Task brief: Look for the line that contains "pub use spec_match::SpecMatchMiddleware;"; output that line and every line after it exactly, through the final line of the material below, and nothing else.
^^^^
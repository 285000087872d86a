//! The enforcement stages.
//!
//! Execution order is fixed:
//!
//! 1. [`spec_match`] — resolve the request to a spec operation, seed the
//!    audit context (`ERR10007`/`ERR10008` on miss).
//! 2. [`jwt_verify`] — verify the bearer token, record claims, check scopes
//!    against the operation's security requirement.
//! 3. [`validation`] — request validation before the handler, response
//!    validation after it.

pub mod jwt_verify;
pub mod spec_match;
pub mod validation;

pub use jwt_verify::JwtVerifyMiddleware;
pub use spec_match::SpecMatchMiddleware;
pub use validation::{ResponseValidationMiddleware, ValidatorMiddleware};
^^^^
Response area:
pub use spec_match::SpecMatchMiddleware;
pub use validation::{ResponseValidationMiddleware, ValidatorMiddleware};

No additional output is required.